**Task to carry out**
Which lines in the records below contain the word "struct"? Copy each one out.

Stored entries
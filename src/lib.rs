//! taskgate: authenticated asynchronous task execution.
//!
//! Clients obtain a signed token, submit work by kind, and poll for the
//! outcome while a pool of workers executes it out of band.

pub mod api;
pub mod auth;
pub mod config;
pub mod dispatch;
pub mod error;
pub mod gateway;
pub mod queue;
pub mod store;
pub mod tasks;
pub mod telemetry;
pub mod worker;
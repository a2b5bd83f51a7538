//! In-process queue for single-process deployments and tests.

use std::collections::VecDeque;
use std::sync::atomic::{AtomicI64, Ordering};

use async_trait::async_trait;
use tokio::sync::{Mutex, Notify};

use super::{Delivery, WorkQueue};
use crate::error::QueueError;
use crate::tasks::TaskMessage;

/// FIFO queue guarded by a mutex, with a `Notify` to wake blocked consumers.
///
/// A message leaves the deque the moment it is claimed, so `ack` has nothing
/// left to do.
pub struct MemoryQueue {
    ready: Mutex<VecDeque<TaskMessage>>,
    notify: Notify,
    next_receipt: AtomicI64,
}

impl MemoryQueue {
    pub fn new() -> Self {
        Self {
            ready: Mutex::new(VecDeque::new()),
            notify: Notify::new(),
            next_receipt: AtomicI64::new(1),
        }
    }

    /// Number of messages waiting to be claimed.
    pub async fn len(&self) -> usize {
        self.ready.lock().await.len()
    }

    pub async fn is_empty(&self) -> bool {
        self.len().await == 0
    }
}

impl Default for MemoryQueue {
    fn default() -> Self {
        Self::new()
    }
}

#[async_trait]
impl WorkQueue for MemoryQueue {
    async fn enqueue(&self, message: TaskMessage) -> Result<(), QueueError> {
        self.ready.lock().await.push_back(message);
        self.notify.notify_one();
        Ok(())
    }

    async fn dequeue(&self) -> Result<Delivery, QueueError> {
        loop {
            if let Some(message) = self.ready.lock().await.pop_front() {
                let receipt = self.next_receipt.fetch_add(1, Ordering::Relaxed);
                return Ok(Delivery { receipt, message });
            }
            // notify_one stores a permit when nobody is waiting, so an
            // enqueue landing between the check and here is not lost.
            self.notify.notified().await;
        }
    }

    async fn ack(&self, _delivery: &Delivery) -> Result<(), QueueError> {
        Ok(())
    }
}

* * *

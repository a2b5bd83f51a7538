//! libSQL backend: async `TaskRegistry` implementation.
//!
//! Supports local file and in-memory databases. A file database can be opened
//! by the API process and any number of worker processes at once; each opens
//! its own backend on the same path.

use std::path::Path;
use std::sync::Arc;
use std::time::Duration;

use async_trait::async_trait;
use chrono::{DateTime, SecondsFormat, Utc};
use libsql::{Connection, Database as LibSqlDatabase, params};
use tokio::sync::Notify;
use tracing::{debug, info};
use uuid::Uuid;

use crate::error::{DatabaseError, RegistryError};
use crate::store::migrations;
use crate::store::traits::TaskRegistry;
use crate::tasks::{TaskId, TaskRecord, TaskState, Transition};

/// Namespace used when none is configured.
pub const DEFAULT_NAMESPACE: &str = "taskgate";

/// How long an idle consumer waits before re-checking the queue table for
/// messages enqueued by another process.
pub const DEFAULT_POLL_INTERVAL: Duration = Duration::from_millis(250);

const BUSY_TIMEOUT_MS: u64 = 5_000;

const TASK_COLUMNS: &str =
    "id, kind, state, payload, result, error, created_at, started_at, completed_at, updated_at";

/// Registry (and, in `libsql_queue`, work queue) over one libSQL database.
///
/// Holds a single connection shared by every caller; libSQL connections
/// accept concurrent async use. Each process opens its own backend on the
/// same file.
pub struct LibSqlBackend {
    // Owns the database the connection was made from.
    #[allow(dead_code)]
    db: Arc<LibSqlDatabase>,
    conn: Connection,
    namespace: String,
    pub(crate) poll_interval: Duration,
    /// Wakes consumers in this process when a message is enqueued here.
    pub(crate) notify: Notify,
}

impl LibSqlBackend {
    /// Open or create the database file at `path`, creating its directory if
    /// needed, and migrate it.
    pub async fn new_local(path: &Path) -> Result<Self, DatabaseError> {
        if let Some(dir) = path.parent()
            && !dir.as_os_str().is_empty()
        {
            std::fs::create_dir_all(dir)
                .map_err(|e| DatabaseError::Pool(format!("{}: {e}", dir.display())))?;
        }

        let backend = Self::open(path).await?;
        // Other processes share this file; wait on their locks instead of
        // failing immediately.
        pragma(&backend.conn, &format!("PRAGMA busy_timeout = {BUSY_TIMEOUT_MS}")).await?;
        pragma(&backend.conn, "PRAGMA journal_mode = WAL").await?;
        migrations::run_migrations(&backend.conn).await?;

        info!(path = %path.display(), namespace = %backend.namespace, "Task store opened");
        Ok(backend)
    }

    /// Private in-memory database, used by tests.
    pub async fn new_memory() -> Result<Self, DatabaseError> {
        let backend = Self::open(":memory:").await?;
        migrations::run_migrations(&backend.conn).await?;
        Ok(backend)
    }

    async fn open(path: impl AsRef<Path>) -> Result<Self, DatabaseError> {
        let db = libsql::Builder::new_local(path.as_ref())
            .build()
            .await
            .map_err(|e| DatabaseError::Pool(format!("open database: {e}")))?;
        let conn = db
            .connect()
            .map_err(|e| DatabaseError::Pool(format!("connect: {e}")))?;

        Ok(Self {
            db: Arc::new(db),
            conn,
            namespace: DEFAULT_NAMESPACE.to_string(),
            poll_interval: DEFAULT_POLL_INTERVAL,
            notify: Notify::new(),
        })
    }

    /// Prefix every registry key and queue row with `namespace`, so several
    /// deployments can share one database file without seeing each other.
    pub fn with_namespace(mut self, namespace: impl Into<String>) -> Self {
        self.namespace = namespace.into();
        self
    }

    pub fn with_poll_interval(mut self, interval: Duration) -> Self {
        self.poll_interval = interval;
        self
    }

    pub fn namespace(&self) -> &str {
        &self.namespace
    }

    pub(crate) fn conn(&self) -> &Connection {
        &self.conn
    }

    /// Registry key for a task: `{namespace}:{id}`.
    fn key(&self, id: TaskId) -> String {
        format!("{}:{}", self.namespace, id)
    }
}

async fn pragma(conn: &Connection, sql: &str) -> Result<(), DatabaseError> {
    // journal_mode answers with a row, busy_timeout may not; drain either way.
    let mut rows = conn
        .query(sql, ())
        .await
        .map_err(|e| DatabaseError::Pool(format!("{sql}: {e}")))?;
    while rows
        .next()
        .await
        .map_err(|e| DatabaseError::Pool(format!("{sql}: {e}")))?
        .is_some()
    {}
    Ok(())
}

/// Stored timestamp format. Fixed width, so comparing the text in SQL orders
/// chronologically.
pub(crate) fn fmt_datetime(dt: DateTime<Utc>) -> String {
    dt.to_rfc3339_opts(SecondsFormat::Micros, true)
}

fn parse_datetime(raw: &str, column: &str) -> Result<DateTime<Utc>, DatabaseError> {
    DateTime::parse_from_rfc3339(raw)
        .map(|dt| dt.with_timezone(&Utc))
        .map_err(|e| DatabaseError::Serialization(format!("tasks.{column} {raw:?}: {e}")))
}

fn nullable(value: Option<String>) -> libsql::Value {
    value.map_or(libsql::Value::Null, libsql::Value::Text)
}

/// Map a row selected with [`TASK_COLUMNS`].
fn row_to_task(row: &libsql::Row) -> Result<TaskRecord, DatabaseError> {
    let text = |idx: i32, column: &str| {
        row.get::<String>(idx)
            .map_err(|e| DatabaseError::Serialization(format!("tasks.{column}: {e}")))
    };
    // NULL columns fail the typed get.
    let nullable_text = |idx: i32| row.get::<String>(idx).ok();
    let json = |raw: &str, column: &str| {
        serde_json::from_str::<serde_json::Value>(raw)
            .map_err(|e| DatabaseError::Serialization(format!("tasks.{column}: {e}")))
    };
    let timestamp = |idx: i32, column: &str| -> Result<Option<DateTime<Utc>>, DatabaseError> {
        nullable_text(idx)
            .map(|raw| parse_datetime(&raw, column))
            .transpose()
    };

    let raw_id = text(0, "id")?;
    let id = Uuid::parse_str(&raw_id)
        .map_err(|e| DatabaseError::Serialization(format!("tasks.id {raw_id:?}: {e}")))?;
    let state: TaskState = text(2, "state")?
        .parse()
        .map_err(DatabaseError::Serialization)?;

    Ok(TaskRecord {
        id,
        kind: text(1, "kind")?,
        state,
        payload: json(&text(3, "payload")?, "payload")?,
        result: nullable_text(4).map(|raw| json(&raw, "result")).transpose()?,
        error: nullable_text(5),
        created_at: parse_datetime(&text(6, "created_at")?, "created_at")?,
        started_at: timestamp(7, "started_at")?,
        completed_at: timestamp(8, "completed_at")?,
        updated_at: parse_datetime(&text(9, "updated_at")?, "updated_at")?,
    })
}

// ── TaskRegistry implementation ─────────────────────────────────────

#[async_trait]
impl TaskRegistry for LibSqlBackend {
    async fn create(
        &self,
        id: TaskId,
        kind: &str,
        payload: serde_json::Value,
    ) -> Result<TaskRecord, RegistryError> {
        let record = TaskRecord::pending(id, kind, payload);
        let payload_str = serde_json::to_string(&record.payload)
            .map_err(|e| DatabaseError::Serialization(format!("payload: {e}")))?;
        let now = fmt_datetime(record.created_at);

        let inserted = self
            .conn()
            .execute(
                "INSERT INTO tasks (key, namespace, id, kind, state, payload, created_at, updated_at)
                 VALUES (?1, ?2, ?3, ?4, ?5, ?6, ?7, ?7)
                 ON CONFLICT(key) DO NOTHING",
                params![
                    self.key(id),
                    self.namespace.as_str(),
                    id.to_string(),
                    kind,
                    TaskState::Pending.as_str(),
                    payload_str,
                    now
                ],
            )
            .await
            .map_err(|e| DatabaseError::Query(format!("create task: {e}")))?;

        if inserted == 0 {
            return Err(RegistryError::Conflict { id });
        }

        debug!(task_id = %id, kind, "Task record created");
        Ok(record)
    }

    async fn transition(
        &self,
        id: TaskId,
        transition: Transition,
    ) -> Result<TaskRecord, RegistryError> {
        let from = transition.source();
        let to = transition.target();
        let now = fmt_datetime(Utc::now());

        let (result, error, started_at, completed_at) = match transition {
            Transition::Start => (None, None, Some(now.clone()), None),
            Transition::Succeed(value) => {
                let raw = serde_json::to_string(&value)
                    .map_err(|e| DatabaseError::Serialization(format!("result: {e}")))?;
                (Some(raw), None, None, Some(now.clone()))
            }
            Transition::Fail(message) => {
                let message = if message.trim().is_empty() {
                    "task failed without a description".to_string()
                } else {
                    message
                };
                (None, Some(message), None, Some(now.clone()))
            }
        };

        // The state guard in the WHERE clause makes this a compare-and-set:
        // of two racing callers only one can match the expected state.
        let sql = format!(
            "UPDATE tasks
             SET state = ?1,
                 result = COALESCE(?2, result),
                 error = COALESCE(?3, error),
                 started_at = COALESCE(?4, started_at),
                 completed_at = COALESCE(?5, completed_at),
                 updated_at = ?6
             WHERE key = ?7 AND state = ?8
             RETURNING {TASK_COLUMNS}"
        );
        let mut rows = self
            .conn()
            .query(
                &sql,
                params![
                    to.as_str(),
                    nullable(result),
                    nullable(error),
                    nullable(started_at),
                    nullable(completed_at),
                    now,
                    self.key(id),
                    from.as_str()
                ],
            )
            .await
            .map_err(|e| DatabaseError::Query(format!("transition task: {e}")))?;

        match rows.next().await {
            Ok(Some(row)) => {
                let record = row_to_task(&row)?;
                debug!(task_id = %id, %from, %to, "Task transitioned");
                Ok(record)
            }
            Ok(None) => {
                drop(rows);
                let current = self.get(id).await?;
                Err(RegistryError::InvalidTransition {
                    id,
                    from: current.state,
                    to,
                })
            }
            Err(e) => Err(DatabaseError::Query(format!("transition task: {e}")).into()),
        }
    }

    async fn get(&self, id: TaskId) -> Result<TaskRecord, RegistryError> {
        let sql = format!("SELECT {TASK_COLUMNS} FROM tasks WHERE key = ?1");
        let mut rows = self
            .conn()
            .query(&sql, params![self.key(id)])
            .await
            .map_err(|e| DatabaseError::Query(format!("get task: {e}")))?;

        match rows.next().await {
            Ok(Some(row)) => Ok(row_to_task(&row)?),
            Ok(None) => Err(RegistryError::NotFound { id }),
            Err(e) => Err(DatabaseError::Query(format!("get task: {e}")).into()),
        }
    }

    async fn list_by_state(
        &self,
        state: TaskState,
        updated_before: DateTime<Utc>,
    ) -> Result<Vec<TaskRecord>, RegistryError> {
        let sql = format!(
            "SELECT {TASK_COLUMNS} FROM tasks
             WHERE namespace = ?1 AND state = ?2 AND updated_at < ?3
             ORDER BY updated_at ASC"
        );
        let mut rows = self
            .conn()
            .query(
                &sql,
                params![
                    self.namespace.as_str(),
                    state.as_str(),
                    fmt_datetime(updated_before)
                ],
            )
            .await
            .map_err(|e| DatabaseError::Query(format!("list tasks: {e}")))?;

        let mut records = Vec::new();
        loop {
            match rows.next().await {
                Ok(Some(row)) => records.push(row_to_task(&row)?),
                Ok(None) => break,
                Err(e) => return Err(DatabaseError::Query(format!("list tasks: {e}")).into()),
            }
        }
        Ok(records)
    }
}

**Response for this exercise**
pub struct MemoryQueue {
pub struct LibSqlBackend {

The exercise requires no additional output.